Peak Oil

Peak Oil Just Got Worse

By Ryan McGreal
Published July 03, 2007

Raise the Hammer hasn't published any peak oil related articles recently, but we continue to follow the subject in case any new developments indicate the need to revise our conclusions.

Well, a new development indicates the need to revise our conclusions.

The Oil Drum, a gushing wellhead of oil-industry related news and analysis that has quickly become one of the best resources on the net for peak oil researchers, recently published a new report suggesting that the situation may actually be considerably worse than even peak-oilers expected.

As the article and associated comment thread suggest, oil exporting countries that pass their production peaks are losing oil production at approximately the rates predicted by Hubbert's model, but reducing their exports much more rapidly.

As the report's author, Jeffrey Brown, an independent oil geologist based in Dallas, explains that he and another researcher are working:

on projections for future production and exports by at least the top five net exporters (that accounted for half of world net exports in 2006).
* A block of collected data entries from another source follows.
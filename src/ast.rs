//! Parsed statement tree. The grammar here is the small, fixed subset the
//! engine understands — not a general SQL grammar — so there is one flat
//! [`Statement`] enum rather than a generic expression tree.

use crate::types::{ColumnDef, Literal};

/// An equality predicate: `column = literal`. The engine only ever
/// evaluates equality, so there is no general expression tree to walk.
#[derive(Clone, Debug, PartialEq)]
pub struct Predicate {
    pub column: String,
    pub value: Literal,
}

#[derive(Clone, Debug, PartialEq)]
pub struct Assignment {
    pub column: String,
    pub value: Literal,
}

#[derive(Clone, Copy, Debug, PartialEq, Eq)]
pub enum TrxCommand {
    Begin,
    Commit,
    Rollback,
}

#[derive(Clone, Debug, PartialEq)]
pub enum Statement {
    CreateTable { schema: String, name: String, if_not_exists: bool, columns: Vec<ColumnDef> },
    CreateIndex { schema: String, name: String, index_name: String, if_not_exists: bool, columns: Vec<String> },
    DropTable { schema: String, name: String, if_exists: bool },
    DropSchema { schema: String, if_exists: bool },
    DropIndex { schema: String, name: String, index_name: String, if_exists: bool },
    Insert { schema: String, name: String, values: Vec<Literal> },
    Update { schema: String, name: String, assignments: Vec<Assignment>, filter: Option<Predicate> },
    Delete { schema: String, name: String, filter: Option<Predicate> },
    Select { schema: String, name: String, columns: SelectColumns, filter: Option<Predicate> },
    Transaction(TrxCommand),
    ShowTables,
    ShowColumns { schema: String, name: String },
}

#[derive(Clone, Debug, PartialEq)]
pub enum SelectColumns {
    Star,
    Named(Vec<String>),
}
//! Tuple arena: bulk-allocated fixed-size slots with intrusive free/live lists.
//!
//! Each tuple's identity is an index into the arena's slot table rather
//! than a pointer, with the free and live ("data") lists kept as parallel
//! link arrays over that table — an `O(1)` `pop_free`/`push_free`/
//! `add_head`/`del` contract without ever touching raw memory. The arena
//! owns all slot storage; the lists are just views over it.

use crate::error::{EngineError, Result};

/// Number of slots allocated per [`TupleArena::grow`] call.
pub const TUPLE_GROUP_SIZE: usize = 100;

/// Reserved header bytes at the front of every tuple's on-disk layout.
///
/// The header is never interpreted by [`TupleArena`] — list membership
/// lives in [`TupleArena::links`], not in the tuple bytes — but the bytes
/// are still reserved so the on-disk tuple layout matches the declared
/// byte width.
pub const TUPLE_HEADER_SIZE: usize = 16;

/// Identity of one tuple slot, stable for the table's lifetime.
pub type SlotId = u32;

const NIL: SlotId = u32::MAX;

#[derive(Copy, Clone, Debug)]
struct Link {
    prev: SlotId,
    next: SlotId,
}

impl Default for Link {
    fn default() -> Self {
        Self { prev: NIL, next: NIL }
    }
}

/// One of the two intrusive lists a slot can belong to.
#[derive(Copy, Clone, Debug, Default)]
struct ListHead {
    head: SlotId,
    tail: SlotId,
    len: usize,
}

impl ListHead {
    fn empty() -> Self {
        Self { head: NIL, tail: NIL, len: 0 }
    }
}

/// A table-local arena of fixed-size tuple slots.
///
/// Every slot is in exactly one of the free list or the data (live) list
/// at all times. Groups of [`TUPLE_GROUP_SIZE`] slots are allocated on
/// demand and never freed until the arena itself is dropped.
pub struct TupleArena {
    tuple_size: usize,
    groups: Vec<Box<[u8]>>,
    links: Vec<Link>,
    free: ListHead,
    data: ListHead,
}

impl TupleArena {
    pub fn new(tuple_size: usize) -> Self {
        Self {
            tuple_size,
            groups: Vec::new(),
            links: Vec::new(),
            free: ListHead::empty(),
            data: ListHead::empty(),
        }
    }

    pub fn tuple_size(&self) -> usize {
        self.tuple_size
    }

    pub fn group_count(&self) -> usize {
        self.groups.len()
    }

    pub fn free_len(&self) -> usize {
        self.free.len
    }

    pub fn data_len(&self) -> usize {
        self.data.len
    }

    /// Read-only access to a slot's bytes. Reading a slot on the free list
    /// is a logic error upstream — its contents are undefined.
    pub fn slot(&self, id: SlotId) -> &[u8] {
        let (group, offset) = self.locate(id);
        &self.groups[group][offset..offset + self.tuple_size]
    }

    pub fn slot_mut(&mut self, id: SlotId) -> &mut [u8] {
        let (group, offset) = self.locate(id);
        &mut self.groups[group][offset..offset + self.tuple_size]
    }

    fn locate(&self, id: SlotId) -> (usize, usize) {
        let id = id as usize;
        (id / TUPLE_GROUP_SIZE, (id % TUPLE_GROUP_SIZE) * self.tuple_size)
    }

    /// Allocates a new group of [`TUPLE_GROUP_SIZE`] zero-initialized
    /// slots and pushes every slot onto the free list.
    fn grow(&mut self) -> Result<()> {
        let group_bytes = self
            .tuple_size
            .checked_mul(TUPLE_GROUP_SIZE)
            .ok_or(EngineError::AllocationFailure(TUPLE_GROUP_SIZE))?;

        let group = vec![0u8; group_bytes].into_boxed_slice();
        let base = self.groups.len() * TUPLE_GROUP_SIZE;
        self.groups.push(group);
        self.links.resize(base + TUPLE_GROUP_SIZE, Link::default());

        for i in 0..TUPLE_GROUP_SIZE {
            self.push_free(base as SlotId + i as SlotId);
        }

        Ok(())
    }

    /// Removes a slot from whichever list it is currently linked into.
    fn unlink(&mut self, list: &mut ListHead, id: SlotId) {
        let Link { prev, next } = self.links[id as usize];

        if prev == NIL {
            list.head = next;
        } else {
            self.links[prev as usize].next = next;
        }

        if next == NIL {
            list.tail = prev;
        } else {
            self.links[next as usize].prev = prev;
        }

        self.links[id as usize] = Link::default();
        list.len -= 1;
    }

    fn link_head(&mut self, list: &mut ListHead, id: SlotId) {
        let old_head = list.head;
        self.links[id as usize] = Link { prev: NIL, next: old_head };
        if old_head == NIL {
            list.tail = id;
        } else {
            self.links[old_head as usize].prev = id;
        }
        list.head = id;
        list.len += 1;
    }

    /// O(1): takes a slot off the free list, growing the arena first if
    /// it is empty. The slot's bytes are left as-is (zeroed if the slot
    /// came from a freshly grown group, stale otherwise).
    pub fn pop_free(&mut self) -> Result<SlotId> {
        if self.free.head == NIL {
            self.grow()?;
        }
        let id = self.free.head;
        let mut free = self.free;
        self.unlink(&mut free, id);
        self.free = free;
        Ok(id)
    }

    /// O(1): returns a slot to the free list, head-first.
    pub fn push_free(&mut self, id: SlotId) {
        let mut free = self.free;
        self.link_head(&mut free, id);
        self.free = free;
    }

    /// O(1): removes a slot from the free list without linking it anywhere
    /// else. Used when undoing a delete: the slot must leave the free list
    /// before [`Self::add_head`] puts it back on the data list, so it is
    /// never a member of both at once.
    pub fn remove_from_free(&mut self, id: SlotId) {
        let mut free = self.free;
        self.unlink(&mut free, id);
        self.free = free;
    }

    /// O(1): links a slot at the head of the live (data) list.
    pub fn add_head(&mut self, id: SlotId) {
        let mut data = self.data;
        self.link_head(&mut data, id);
        self.data = data;
    }

    /// O(1): removes a slot from the live (data) list by identity.
    pub fn del(&mut self, id: SlotId) {
        let mut data = self.data;
        self.unlink(&mut data, id);
        self.data = data;
    }

    /// Returns the head of the live list, or `None` if the cursor was the
    /// last tuple (or the list is empty).
    pub fn seq_scan(&self, cursor: Option<SlotId>) -> Option<SlotId> {
        match cursor {
            None => (self.data.head != NIL).then_some(self.data.head),
            Some(id) => {
                let next = self.links[id as usize].next;
                (next != NIL).then_some(next)
            }
        }
    }
}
The HL [Hubbert Linearization] based projections will not be a pretty picture.

In any case, for the top five, if you assume a 5 percent decline in production (the top four showed about a 4.4 percent decline from 2005 to 2006), and a 5 percent rate of increase in consumption (which is below their 2005 to 2006 increase), net exports by the top five would initially decline at about 10 percent per year. Note that in later years, the decline rate, based on the Export Land Model, tends to increase. Based on the 5 percent/5 percent assumptions, net exports by the top five would be at about zero in 14 years. [emphasis added]

In other words: things are about to get really bad.

Ryan McGreal, the editor of Raise the Hammer, lives in Hamilton with his family and works as a programmer, writer and consultant. Ryan volunteers with Hamilton Light Rail, a citizen group dedicated to bringing light rail transit to Hamilton. Ryan wrote a city affairs column in Hamilton Magazine, and several of his articles have been published in the Hamilton Spectator. His articles have also been published in The Walrus, HuffPost and Behind the Numbers. He maintains a personal website, has been known to share passing thoughts on Twitter and Facebook, and posts the occasional cat photo on Instagram.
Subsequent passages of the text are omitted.